Northern Sky, by Nick Drake

     Damn it, I love that song. And now I love it even more, because I can.

     I have an older brother, J. He is seven and a half years older than me. We haven't spoken for three years, for reasons too tedious and dispiriting for me to list here, although if you look at a previous post, you may spot a correlation between the length of time he & I haven't spoken, and a period of transition in my life. Hmm, yes. Yes, you are right. I know. He did. 

     Now, I shall gladly go to my grave without speaking to him again. But. But. There is one thing I have to thank him for, and that is getting me into Bob Dylan.  For my 13th birthday, he gave me a vinyl copy of Bob Dylan's Greatest Hits, Volume 1. I'd vaguely heard of Dylan, knew one or two songs but nothing more (our mum hated Dylan with a passion, still does, refuses to listen to it, and she was in sole control of the stereo in the dining room and in the car). My parents had bought me a stereo system (two tape decks, radio and turntable for the young people who may be reading) from Secondhand Land as my main birthday present, and so it came to pass that the first the very first piece of music I heard issuing from the dodgily wired speakers of my JVC stereo system was Bob Dylan.

     It was like nothing I'd heard before. Nothing, even though I'd grown up in a house where The Beatles were semi-deities, Bowie was minor royalty and Carole King our glorious leader. I listened to that same album for hours on end, lying on my stomach on my bed, trying to scribble down the lyrics as he sang so I could learn them, decipher them, pore over them and generally become obsessed. I was 13, remember?
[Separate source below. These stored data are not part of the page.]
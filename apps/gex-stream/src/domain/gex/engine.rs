//! Aggregation Engine
//!
//! Folds per-contract field updates into a symbol-keyed map and derives the
//! strike profile from it on demand.
//!
//! # Concurrency
//!
//! Contract state and the spot price live behind one `RwLock`. Updates take
//! the write lock, so mutation is serialized per engine. Every derived view
//! (strike profile, totals, zero gamma, snapshot) is computed under a single
//! read guard and therefore never observes a half-applied update.
//!
//! The strike profile is recomputed from the full contract set each time and
//! is never maintained incrementally.

use std::collections::HashMap;
use std::sync::Arc;

use chrono::Utc;
use parking_lot::{Mutex, RwLock};

use super::history::{DEFAULT_HISTORY_CAPACITY, SnapshotHistory};
use super::snapshot::{
    Coverage, GexMetrics, GexSnapshot, PutCallRatios, SideAggregate, StrikeAggregate,
    max_gex_strike,
};
use super::zero_gamma::zero_gamma_level;
use crate::domain::contract::{ContractFields, ContractUpdate};
use crate::domain::symbols::{ContractSymbology, OptionType};

// =============================================================================
// Engine State
// =============================================================================

#[derive(Debug, Default)]
struct EngineState {
    spot_price: f64,
    contracts: HashMap<String, ContractUpdate>,
}

/// Running sums for one side of one strike.
#[derive(Debug, Default)]
struct SideAccumulator {
    gex: f64,
    open_interest: u64,
    volume: u64,
    iv_sum: f64,
    iv_count: u32,
}

impl SideAccumulator {
    fn add(&mut self, contract: &ContractUpdate, spot: f64) {
        self.gex += contract.gex(spot);
        self.open_interest = self
            .open_interest
            .saturating_add(contract.open_interest.unwrap_or(0));
        self.volume = self.volume.saturating_add(contract.volume.unwrap_or(0));
        if let Some(iv) = contract.iv {
            self.iv_sum += iv;
            self.iv_count += 1;
        }
    }

    fn finish(&self) -> SideAggregate {
        SideAggregate {
            gex: self.gex,
            open_interest: self.open_interest,
            volume: self.volume,
            iv: (self.iv_count > 0).then(|| self.iv_sum / f64::from(self.iv_count)),
        }
    }
}

// =============================================================================
// GEX Engine
// =============================================================================

/// Concurrent per-contract aggregation with snapshot history.
pub struct GexEngine {
    symbology: Arc<dyn ContractSymbology>,
    state: RwLock<EngineState>,
    history: Mutex<SnapshotHistory>,
}

impl std::fmt::Debug for GexEngine {
    fn fmt(&self, f: &mut std::fmt::Formatter<'_>) -> std::fmt::Result {
        let state = self.state.read();
        f.debug_struct("GexEngine")
            .field("spot_price", &state.spot_price)
            .field("contracts", &state.contracts.len())
            .field("history", &self.history.lock().len())
            .finish_non_exhaustive()
    }
}

impl GexEngine {
    /// Create an engine with the default history capacity.
    #[must_use]
    pub fn new(symbology: Arc<dyn ContractSymbology>) -> Self {
        Self::with_history_capacity(symbology, DEFAULT_HISTORY_CAPACITY)
    }

    /// Create an engine retaining at most `capacity` snapshots.
    #[must_use]
    pub fn with_history_capacity(symbology: Arc<dyn ContractSymbology>, capacity: usize) -> Self {
        Self {
            symbology,
            state: RwLock::new(EngineState::default()),
            history: Mutex::new(SnapshotHistory::new(capacity)),
        }
    }

    // =========================================================================
    // Mutation
    // =========================================================================

    /// Merge `fields` into the contract for `symbol`.
    pub fn update_gamma(&self, symbol: &str, fields: &ContractFields) {
        let now = Utc::now();
        let mut state = self.state.write();
        state
            .contracts
            .entry(symbol.to_string())
            .or_insert_with(|| ContractUpdate::new(symbol, now))
            .merge(fields, now);
    }

    /// Drop all contract state and start over at `spot_price`. History is kept.
    pub fn reset(&self, spot_price: f64) {
        let mut state = self.state.write();
        state.contracts.clear();
        state.spot_price = spot_price;
    }

    // =========================================================================
    // Queries
    // =========================================================================

    /// Current underlying price.
    #[must_use]
    pub fn spot_price(&self) -> f64 {
        self.state.read().spot_price
    }

    /// Number of tracked contracts.
    #[must_use]
    pub fn contract_count(&self) -> usize {
        self.state.read().contracts.len()
    }

    /// Copy of the state for one contract.
    #[must_use]
    pub fn contract(&self, symbol: &str) -> Option<ContractUpdate> {
        self.state.read().contracts.get(symbol).cloned()
    }

    /// Per-strike aggregates ordered by strike ascending.
    #[must_use]
    pub fn gex_by_strike(&self) -> Vec<StrikeAggregate> {
        let state = self.state.read();
        self.aggregate(&state)
    }

    /// Call, put and net totals.
    #[must_use]
    pub fn total_gex_metrics(&self) -> GexMetrics {
        GexMetrics::from_strikes(&self.gex_by_strike())
    }

    /// Zero crossing of the net GEX profile.
    #[must_use]
    pub fn zero_gamma_level(&self) -> Option<f64> {
        profile_zero_gamma(&self.gex_by_strike())
    }

    /// Coverage of `requested` symbols by received data.
    #[must_use]
    pub fn coverage(&self, requested: &[String]) -> Coverage {
        let state = self.state.read();
        let tracked = || {
            requested
                .iter()
                .filter_map(|symbol| state.contracts.get(symbol.as_str()))
        };
        let with_data = tracked().filter(|c| c.has_data()).count();
        let with_gex_inputs = tracked().filter(|c| c.has_gex_inputs()).count();
        Coverage::new(requested.len(), with_data, with_gex_inputs)
    }

    // =========================================================================
    // Snapshots
    // =========================================================================

    /// Build a snapshot from one consistent view of the contract map.
    #[must_use]
    pub fn snapshot(&self, coverage: Coverage) -> GexSnapshot {
        let (spot_price, num_options, strikes) = {
            let state = self.state.read();
            (state.spot_price, state.contracts.len(), self.aggregate(&state))
        };

        let metrics = GexMetrics::from_strikes(&strikes);
        GexSnapshot {
            as_of: Utc::now(),
            spot_price,
            total_call_gex: metrics.total_call_gex,
            total_put_gex: metrics.total_put_gex,
            net_gex: metrics.net_gex,
            zero_gamma_level: profile_zero_gamma(&strikes),
            num_options,
            max_gex_strike: max_gex_strike(&strikes),
            put_call: PutCallRatios::from_strikes(&strikes),
            coverage,
            strikes,
        }
    }

    /// Build a snapshot and append it to the history.
    pub fn capture_snapshot(&self, coverage: Coverage) -> GexSnapshot {
        let snapshot = self.snapshot(coverage);
        self.history.lock().push(snapshot.clone());
        snapshot
    }

    /// Captured snapshots, oldest first.
    #[must_use]
    pub fn history(&self) -> Vec<GexSnapshot> {
        self.history.lock().iter().cloned().collect()
    }

    /// Most recently captured snapshot.
    #[must_use]
    pub fn latest_snapshot(&self) -> Option<GexSnapshot> {
        self.history.lock().latest().cloned()
    }

    // =========================================================================
    // Internals
    // =========================================================================

    fn aggregate(&self, state: &EngineState) -> Vec<StrikeAggregate> {
        // keyed by strike bits; strikes come from parsed decimals so equal
        // strikes have identical representations
        let mut buckets: HashMap<u64, (f64, SideAccumulator, SideAccumulator)> = HashMap::new();

        for contract in state.contracts.values() {
            let Some(parsed) = self.symbology.parse(&contract.symbol) else {
                continue;
            };

            let bucket = buckets.entry(parsed.strike.to_bits()).or_insert_with(|| {
                (
                    parsed.strike,
                    SideAccumulator::default(),
                    SideAccumulator::default(),
                )
            });

            match parsed.option_type {
                OptionType::Call => bucket.1.add(contract, state.spot_price),
                OptionType::Put => bucket.2.add(contract, state.spot_price),
            }
        }

        let mut strikes: Vec<StrikeAggregate> = buckets
            .into_values()
            .map(|(strike, call, put)| StrikeAggregate::new(strike, call.finish(), put.finish()))
            .collect();
        strikes.sort_by(|a, b| a.strike.total_cmp(&b.strike));
        strikes
    }
}

fn profile_zero_gamma(strikes: &[StrikeAggregate]) -> Option<f64> {
    let profile: Vec<(f64, f64)> = strikes.iter().map(|s| (s.strike, s.net_gex)).collect();
    zero_gamma_level(&profile)
}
     J was building up his CD collection (this was 1993), and one of the first artists he bought on CD was Dylan. Whenever J went out, I would sneak into his room and stealthily play whatever Bob Dylan CD I could lay my hands on, keeping the volume as low as possible so that I could listen out for warning sounds of fraternal return, one ear pressed against the speaker, one ear primed as watchdog. When I heard the front door slam, I'd wrench the CD out of the player, back into the case and then dart back into my room where I would already have music playing. That way, he didn't suspect I'd been listening to his music, see?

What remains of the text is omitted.